- Qaleh-ye Abbas Location within Iran
- Coordinates: 36°57′53″N 58°31′35″E﻿ / ﻿36.96472°N 58.52639°E
- Country: Iran
- Province: Razavi Khorasan
- County: Quchan
- District: Abkuh
- Rural District: Dughayi

Population (2016)
- • Total: 215
- Time zone: UTC+3:30 (IRST)

= Qaleh-ye Abbas =

Village in Razavi Khorasan province, Iran

Qaleh-ye Abbas (قلعه عباس) (Note: Also romanized as Qal‘eh-ye ‘Abbās; also known as Qal‘eh-ye ‘Abbāsī (قلعه عباسي)) is a village in Dughayi Rural District of Abkuh District in Quchan County, Razavi Khorasan province, Iran.

==Demographics==
===Population===
At the time of the 2006 National Census, the village's population was 232 in 63 households, when it was in Sudlaneh Rural District of the Central District.

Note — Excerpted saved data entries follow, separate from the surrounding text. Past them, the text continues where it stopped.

impl<T: AtomTable> AtomSpace<T> {
    /// Create an owning view over an existing table.
    ///
    /// The view takes the table over; it is released when this view drops.
    pub fn with_table(table: T, config: SpaceConfig) -> Self {
        let table = Arc::new(table);
        let mut space = Self::attach(&table, config);
        space.owned = Some(table);
        tracing::debug!(subscription = ?space.subscription_id(), "owning atomspace created");
        space
    }

    /// Create a non-owning view over a caller-held table.
    ///
    /// The caller's `Arc` keeps the table alive; once it is gone this view
    /// reports `TableReleased`.
    pub fn wrap(table: &Arc<T>) -> Self {
        Self::wrap_with_config(table, SpaceConfig::default())
    }

    /// Create a non-owning view over a caller-held table with the given config.
    pub fn wrap_with_config(table: &Arc<T>, config: SpaceConfig) -> Self {
        let space = Self::attach(table, config);
        tracing::debug!(subscription = ?space.subscription_id(), "wrapping atomspace created");
        space
    }

    /// Create a non-owning view of this view's table.
    ///
    /// The new view has its own empty feed and inherits this view's config.
    /// It must not be relied on past the owning view's lifetime; if it is,
    /// every operation fails with `TableReleased`.
    pub fn shared(&self) -> Self {
        let config = self.config.clone();
        match self.table.upgrade() {
            Some(table) => {
                let space = Self::attach(&table, config);
                tracing::debug!(subscription = ?space.subscription_id(), "shared atomspace created");
                space
            }
            None => {
                tracing::warn!("sharing an atomspace whose table was already released");
                Self {
                    owned: None,
                    table: self.table.clone(),
                    feed: Arc::new(NotificationQueue::new(config.queue_capacity)),
                    subscription: Subscription::inert(self.table.clone()),
                    config,
                }
            }
        }
    }

    fn attach(table: &Arc<T>, config: SpaceConfig) -> Self {
        let config = config.clamped();
        let feed = Arc::new(NotificationQueue::new(config.queue_capacity));
        let subscription = Subscription::connect(table, Arc::clone(&feed));
        Self {
            owned: None,
            table: Arc::downgrade(table),
            feed,
            subscription,
            config,
        }
    }

    /// Reassigning a view to another table is not supported.
    ///
    /// Always fails; `self` is left exactly as it was.
    pub fn rebind(&mut self, _other: &AtomSpace<T>) -> Result<()> {
        Err(SpaceError::Unsupported(
            "an AtomSpace cannot be rebound to another table",
        ))
    }

    /// Whether this view is responsible for releasing the table.
    pub fn owns_table(&self) -> bool {
        self.owned.is_some()
    }

    pub fn config(&self) -> &SpaceConfig {
        &self.config
    }

    /// The subscription token feeding this view, while connected.
    pub fn subscription_id(&self) -> Option<SubscriptionId> {
        self.subscription.id()
    }

    /// Run `f` against the table, if it is still alive.
    ///
    /// The table is only borrowed for the duration of `f`; no view other
    /// than the owner can keep it alive.
    pub fn inspect_table<R>(&self, f: impl FnOnce(&T) -> R) -> Result<R> {
        Ok(f(&*self.table()?))
    }

    fn table(&self) -> Result<Arc<T>> {
        self.table.upgrade().ok_or_else(|| {
            tracing::warn!("atomspace used after its table was released");
            SpaceError::TableReleased
        })
    }

    /// Whether two views look at the same table.
    pub fn same_table(&self, other: &AtomSpace<T>) -> bool {
        Weak::ptr_eq(&self.table, &other.table)
    }

    // ─────────────────────────────────────────────────────────────────────────
    // Atom Operations
    // ─────────────────────────────────────────────────────────────────────────

    /// Add a node, or get the existing one with the same type and name.
    pub fn add_node(&self, atom_type: AtomType, name: &str, tv: TruthValue) -> Result<Handle> {
        Ok(self.table()?.add_node(atom_type, name, tv)?)
    }

    /// Add a link, or get the existing one with the same type and outgoing set.
    pub fn add_link(
        &self,
        atom_type: AtomType,
        outgoing: &[Handle],
        tv: TruthValue,
    ) -> Result<Handle> {
        Ok(self.table()?.add_link(atom_type, outgoing, tv)?)
    }

    /// Add a node named `prefix` plus a random suffix unused for `atom_type`.
    ///
    /// Uses the thread-local generator. Fails with `NameSpaceExhausted`
    /// after `max_name_attempts` collisions.
    pub fn add_prefixed_node(
        &self,
        atom_type: AtomType,
        prefix: &str,
        tv: TruthValue,
    ) -> Result<Handle> {
        self.add_prefixed_node_with_rng(atom_type, prefix, tv, &mut rand::thread_rng())
    }

    /// Like [`add_prefixed_node`](Self::add_prefixed_node), drawing from `rng`.
    pub fn add_prefixed_node_with_rng<R: Rng + ?Sized>(
        &self,
        atom_type: AtomType,
        prefix: &str,
        tv: TruthValue,
        rng: &mut R,
    ) -> Result<Handle> {
        let table = self.table()?;
        names::add_prefixed_node(
            &*table,
            atom_type,
            prefix,
            tv,
            rng,
            self.config.max_name_attempts,
        )
    }

    /// Look up a node by type and name.
    pub fn get_handle(&self, atom_type: AtomType, name: &str) -> Result<Option<Handle>> {
        Ok(self.table()?.get_handle(atom_type, name)?)
    }

    pub fn is_valid_handle(&self, handle: Handle) -> Result<bool> {
        Ok(self.table()?.is_valid_handle(handle)?)
    }

    pub fn get_atom(&self, handle: Handle) -> Result<Option<Atom>> {
        Ok(self.table()?.get_atom(handle)?)
    }

    pub fn set_tv(&self, handle: Handle, tv: TruthValue) -> Result<()> {
        Ok(self.table()?.set_tv(handle, tv)?)
    }

    /// Remove an atom; `false` while links still point at it.
    pub fn remove_atom(&self, handle: Handle) -> Result<bool> {
        Ok(self.table()?.remove_atom(handle)?)
    }

    pub fn incoming(&self, handle: Handle) -> Result<Vec<Handle>> {
        Ok(self.table()?.incoming(handle)?)
    }

    /// Number of atoms in the table.
    pub fn size(&self) -> Result<usize> {
        Ok(self.table()?.size()?)
    }

    // ─────────────────────────────────────────────────────────────────────────
    // Addition Feed
    // ─────────────────────────────────────────────────────────────────────────

    /// Take every buffered addition, oldest first.
    ///
    /// Best-effort: additions that arrived while the feed was full are not
    /// here (see [`dropped_notifications`](Self::dropped_notifications)).
    pub fn drain(&self) -> Vec<Handle> {
        self.feed.drain()
    }

    /// Number of buffered additions.
    pub fn pending(&self) -> usize {
        self.feed.len()
    }

    /// Additions discarded because the feed was full.
    pub fn dropped_notifications(&self) -> u64 {
        self.feed.dropped()
    }
}

impl<T: AtomTable> Drop for AtomSpace<T> {
    fn drop(&mut self) {
        self.subscription.unsubscribe();
        if self.owned.take().is_some() {
            tracing::debug!("owning atomspace dropped, releasing table");
        }
    }
}

impl<T: AtomTable> std::fmt::Debug for AtomSpace<T> {
    fn fmt(&self, f: &mut std::fmt::Formatter<'_>) -> std::fmt::Result {
        f.debug_struct("AtomSpace")
            .field("owns_table", &self.owns_table())
            .field("subscription", &self.subscription_id())
            .field("pending", &self.pending())
            .field("config", &self.config)
            .finish()
    }
}
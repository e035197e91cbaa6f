/// Disk-based media store
use crate::{
    db::account::MediaRef,
    error::{ApiError, ApiResult},
    media::{MediaFolder, MediaStore},
};
use async_trait::async_trait;
use std::path::{Component, Path, PathBuf};
use tokio::fs;

/// Disk media store
///
/// Copies staged files under the media root with directory sharding on the
/// first two characters of a generated name, so no single directory grows
/// without bound. The public id is the path relative to the root, and the
/// URL is that id appended to the base URL the root is served under.
#[derive(Clone)]
pub struct DiskMediaStore {
    base_path: PathBuf,
    base_url: String,
}

impl DiskMediaStore {
    pub fn new(base_path: PathBuf, base_url: impl Into<String>) -> Self {
        Self {
            base_path,
            base_url: base_url.into(),
        }
    }

    /// {folder}/{first2chars}/{name}
    fn public_id_for(folder: MediaFolder, name: &str) -> String {
        format!("{}/{}/{}", folder.as_str(), &name[0..2], name)
    }

    /// Resolve a public id to a path, refusing anything that escapes the root
    fn media_path(&self, public_id: &str) -> ApiResult<PathBuf> {
        let relative = Path::new(public_id);
        let safe = relative
            .components()
            .all(|c| matches!(c, Component::Normal(_)));

        if !safe || public_id.is_empty() {
            return Err(ApiError::BadRequest(format!(
                "Invalid media id: {}",
                public_id
            )));
        }

        Ok(self.base_path.join(relative))
    }
}

#[async_trait]
impl MediaStore for DiskMediaStore {
    async fn upload(&self, path: &Path, folder: MediaFolder) -> ApiResult<MediaRef> {
        let extension = path
            .extension()
            .and_then(|e| e.to_str())
            .map(|e| format!(".{}", e.to_lowercase()))
            .unwrap_or_default();
        let name = format!("{}{}", uuid::Uuid::new_v4().simple(), extension);

        let public_id = Self::public_id_for(folder, &name);
        let target = self.media_path(&public_id)?;

        if let Some(parent) = target.parent() {
            fs::create_dir_all(parent).await.map_err(|e| {
                ApiError::Internal(format!("Failed to create media directory: {}", e))
            })?;
        }

        fs::copy(path, &target).await.map_err(|e| {
            ApiError::Internal(format!("Failed to store media {}: {}", public_id, e))
        })?;

        tracing::debug!("Stored media {}", public_id);

        Ok(MediaRef {
            url: format!("{}/{}", self.base_url, public_id),
            public_id,
        })
    }

    async fn delete(&self, public_id: &str) -> ApiResult<()> {
        let media_path = self.media_path(public_id)?;

        match fs::remove_file(&media_path).await {
            Ok(()) => Ok(()),
            Err(e) if e.kind() == std::io::ErrorKind::NotFound => Ok(()),
            Err(e) => Err(ApiError::Internal(format!(
                "Failed to delete media {}: {}",
                public_id, e
            ))),
        }
    }
}

#[cfg(test)]
mod tests {
    use super::*;
    use tempfile::tempdir;

    fn staged(dir: &Path, name: &str, data: &[u8]) -> PathBuf {
        let path = dir.join(name);
        std::fs::write(&path, data).unwrap();
        path
    }

    #[tokio::test]
    async fn test_upload_copies_and_leaves_source() {
        let root = tempdir().unwrap();
        let tmp = tempdir().unwrap();
        let store = DiskMediaStore::new(root.path().to_path_buf(), "http://localhost:5000/media");

        let source = staged(tmp.path(), "avatar.PNG", b"png bytes");
        let media = store.upload(&source, MediaFolder::Avatar).await.unwrap();

        assert!(media.public_id.starts_with("iblog/users/avatar/"));
        assert!(media.public_id.ends_with(".png"));
        assert_eq!(
            media.url,
            format!("http://localhost:5000/media/{}", media.public_id)
        );
        assert_eq!(
            std::fs::read(root.path().join(&media.public_id)).unwrap(),
            b"png bytes"
        );
        assert!(source.exists());
    }

    #[test]
    fn test_directory_sharding() {
        let id = DiskMediaStore::public_id_for(MediaFolder::CoverImage, "abcdef.jpg");
        assert_eq!(id, "iblog/users/coverImage/ab/abcdef.jpg");
    }

    #[tokio::test]
    async fn test_delete_is_idempotent() {
        let root = tempdir().unwrap();
        let tmp = tempdir().unwrap();
        let store = DiskMediaStore::new(root.path().to_path_buf(), "http://localhost/media");

        let source = staged(tmp.path(), "cover.jpg", b"jpg");
        let media = store.upload(&source, MediaFolder::CoverImage).await.unwrap();

        store.delete(&media.public_id).await.unwrap();
        assert!(!root.path().join(&media.public_id).exists());
        store.delete(&media.public_id).await.unwrap();
    }

    #[tokio::test]
    async fn test_traversal_rejected() {
        let root = tempdir().unwrap();
        let store = DiskMediaStore::new(root.path().to_path_buf(), "http://localhost/media");

        assert!(store.delete("../outside.txt").await.is_err());
        assert!(store.delete("/etc/passwd").await.is_err());
    }

    #[tokio::test]
    async fn test_missing_source_fails() {
        let root = tempdir().unwrap();
        let store = DiskMediaStore::new(root.path().to_path_buf(), "http://localhost/media");

        let result = store
            .upload(Path::new("/nonexistent/file.png"), MediaFolder::FeaturedImage)
            .await;
        assert!(result.is_err());
    }
}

The following census in 2011 counted 203 people in 57 households. The 2016 census measured the population of the village as 215 people in 67 households.

In 2020, Qaleh-ye Abbas was separated from the district in the formation of Abkuh District and transferred to Dughayi Rural District in the new district.